* EXERCISE BRIEF
With the line containing "analyzer.analyze(&decoded.samples, decoded.sample_rate)" as the starting point, output the remaining lines of the data exactly as they are, through the last.

(Collected data entries)
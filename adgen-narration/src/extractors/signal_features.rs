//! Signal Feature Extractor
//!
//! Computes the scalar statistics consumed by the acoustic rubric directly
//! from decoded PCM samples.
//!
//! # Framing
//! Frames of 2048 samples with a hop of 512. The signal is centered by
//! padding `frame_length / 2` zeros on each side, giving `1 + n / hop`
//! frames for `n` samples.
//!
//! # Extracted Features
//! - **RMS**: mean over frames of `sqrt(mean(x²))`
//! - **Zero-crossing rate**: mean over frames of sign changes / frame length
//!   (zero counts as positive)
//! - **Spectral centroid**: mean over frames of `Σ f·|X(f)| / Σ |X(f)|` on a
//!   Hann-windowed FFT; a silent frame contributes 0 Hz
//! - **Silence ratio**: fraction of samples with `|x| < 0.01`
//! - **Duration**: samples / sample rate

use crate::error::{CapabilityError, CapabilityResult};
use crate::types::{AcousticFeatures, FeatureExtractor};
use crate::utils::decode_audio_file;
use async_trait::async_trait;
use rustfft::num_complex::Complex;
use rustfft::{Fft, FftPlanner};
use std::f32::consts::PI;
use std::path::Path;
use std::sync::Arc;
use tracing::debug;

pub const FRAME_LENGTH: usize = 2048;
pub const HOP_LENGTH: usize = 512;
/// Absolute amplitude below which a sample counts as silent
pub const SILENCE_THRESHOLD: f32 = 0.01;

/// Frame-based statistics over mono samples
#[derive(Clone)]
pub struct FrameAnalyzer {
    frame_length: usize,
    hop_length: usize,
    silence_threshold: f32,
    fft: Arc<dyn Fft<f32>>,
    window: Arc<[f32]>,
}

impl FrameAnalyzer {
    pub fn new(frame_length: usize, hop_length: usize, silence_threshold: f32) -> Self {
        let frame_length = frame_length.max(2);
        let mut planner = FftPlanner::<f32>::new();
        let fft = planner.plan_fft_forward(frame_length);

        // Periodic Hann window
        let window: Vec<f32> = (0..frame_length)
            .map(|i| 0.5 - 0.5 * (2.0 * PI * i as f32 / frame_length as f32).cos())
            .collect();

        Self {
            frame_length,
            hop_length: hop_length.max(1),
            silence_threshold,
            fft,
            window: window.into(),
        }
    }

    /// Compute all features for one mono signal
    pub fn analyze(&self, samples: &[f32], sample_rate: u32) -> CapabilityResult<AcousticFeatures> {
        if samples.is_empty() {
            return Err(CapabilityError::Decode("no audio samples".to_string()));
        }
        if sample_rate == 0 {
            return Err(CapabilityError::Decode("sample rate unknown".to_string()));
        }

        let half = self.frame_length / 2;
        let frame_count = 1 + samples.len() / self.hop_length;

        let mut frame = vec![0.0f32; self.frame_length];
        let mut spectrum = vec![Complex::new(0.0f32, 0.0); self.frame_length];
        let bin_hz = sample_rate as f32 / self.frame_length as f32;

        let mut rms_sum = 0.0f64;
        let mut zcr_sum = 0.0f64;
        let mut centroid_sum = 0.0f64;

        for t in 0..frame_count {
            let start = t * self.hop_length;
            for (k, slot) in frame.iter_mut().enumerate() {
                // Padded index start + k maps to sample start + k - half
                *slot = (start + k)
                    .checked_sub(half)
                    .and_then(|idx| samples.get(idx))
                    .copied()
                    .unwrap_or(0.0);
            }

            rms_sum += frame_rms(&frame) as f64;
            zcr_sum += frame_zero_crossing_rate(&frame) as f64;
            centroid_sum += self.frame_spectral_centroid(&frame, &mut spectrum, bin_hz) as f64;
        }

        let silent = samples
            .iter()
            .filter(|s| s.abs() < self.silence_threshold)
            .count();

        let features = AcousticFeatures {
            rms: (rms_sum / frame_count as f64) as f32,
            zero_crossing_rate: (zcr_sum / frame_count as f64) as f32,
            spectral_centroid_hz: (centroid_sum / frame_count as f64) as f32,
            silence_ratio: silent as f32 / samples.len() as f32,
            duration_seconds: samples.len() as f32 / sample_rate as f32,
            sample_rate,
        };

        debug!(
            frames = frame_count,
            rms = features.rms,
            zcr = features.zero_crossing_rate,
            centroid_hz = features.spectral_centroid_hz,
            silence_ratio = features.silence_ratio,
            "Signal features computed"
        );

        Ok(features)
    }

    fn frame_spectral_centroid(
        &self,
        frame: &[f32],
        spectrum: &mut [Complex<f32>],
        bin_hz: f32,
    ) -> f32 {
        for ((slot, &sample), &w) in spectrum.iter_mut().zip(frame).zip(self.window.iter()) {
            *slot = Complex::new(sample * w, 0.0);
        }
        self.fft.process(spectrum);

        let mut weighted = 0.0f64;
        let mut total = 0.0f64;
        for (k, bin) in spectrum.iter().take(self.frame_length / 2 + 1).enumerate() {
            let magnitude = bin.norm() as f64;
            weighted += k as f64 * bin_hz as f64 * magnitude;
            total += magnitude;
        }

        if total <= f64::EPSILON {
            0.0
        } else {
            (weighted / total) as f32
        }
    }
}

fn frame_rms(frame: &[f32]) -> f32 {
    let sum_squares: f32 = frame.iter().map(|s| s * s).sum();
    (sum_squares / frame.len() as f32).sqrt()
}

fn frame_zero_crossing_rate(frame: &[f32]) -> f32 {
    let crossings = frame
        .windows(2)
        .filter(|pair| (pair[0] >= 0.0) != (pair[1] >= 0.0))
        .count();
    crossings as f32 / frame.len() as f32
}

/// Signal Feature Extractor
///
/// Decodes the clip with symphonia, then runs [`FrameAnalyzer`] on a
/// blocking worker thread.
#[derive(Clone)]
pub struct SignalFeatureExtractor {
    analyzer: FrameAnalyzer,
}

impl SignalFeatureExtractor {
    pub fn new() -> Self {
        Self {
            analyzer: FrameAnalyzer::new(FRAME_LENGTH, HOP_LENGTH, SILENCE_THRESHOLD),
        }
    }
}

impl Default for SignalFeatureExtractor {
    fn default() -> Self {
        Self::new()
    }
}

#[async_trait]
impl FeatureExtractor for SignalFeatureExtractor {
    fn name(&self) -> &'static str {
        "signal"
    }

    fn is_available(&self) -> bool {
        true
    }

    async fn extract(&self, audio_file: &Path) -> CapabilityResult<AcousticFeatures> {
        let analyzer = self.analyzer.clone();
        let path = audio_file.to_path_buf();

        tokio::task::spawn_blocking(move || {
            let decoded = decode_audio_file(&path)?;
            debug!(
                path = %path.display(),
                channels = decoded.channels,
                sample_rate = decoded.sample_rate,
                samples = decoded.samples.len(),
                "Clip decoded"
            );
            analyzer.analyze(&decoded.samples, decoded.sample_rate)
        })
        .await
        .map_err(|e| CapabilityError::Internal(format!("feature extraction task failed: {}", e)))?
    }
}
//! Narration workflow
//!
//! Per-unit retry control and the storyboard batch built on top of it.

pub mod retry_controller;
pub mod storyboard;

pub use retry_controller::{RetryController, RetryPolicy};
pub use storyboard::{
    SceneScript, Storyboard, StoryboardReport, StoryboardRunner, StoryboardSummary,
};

* RESULT OF THIS EXERCISE
            analyzer.analyze(&decoded.samples, decoded.sample_rate)
        })
        .await
        .map_err(|e| CapabilityError::Internal(format!("feature extraction task failed: {}", e)))?
    }
}
//! Narration workflow
//!
//! Per-unit retry control and the storyboard batch built on top of it.

pub mod retry_controller;
pub mod storyboard;

pub use retry_controller::{RetryController, RetryPolicy};
pub use storyboard::{
    SceneScript, Storyboard, StoryboardReport, StoryboardRunner, StoryboardSummary,
};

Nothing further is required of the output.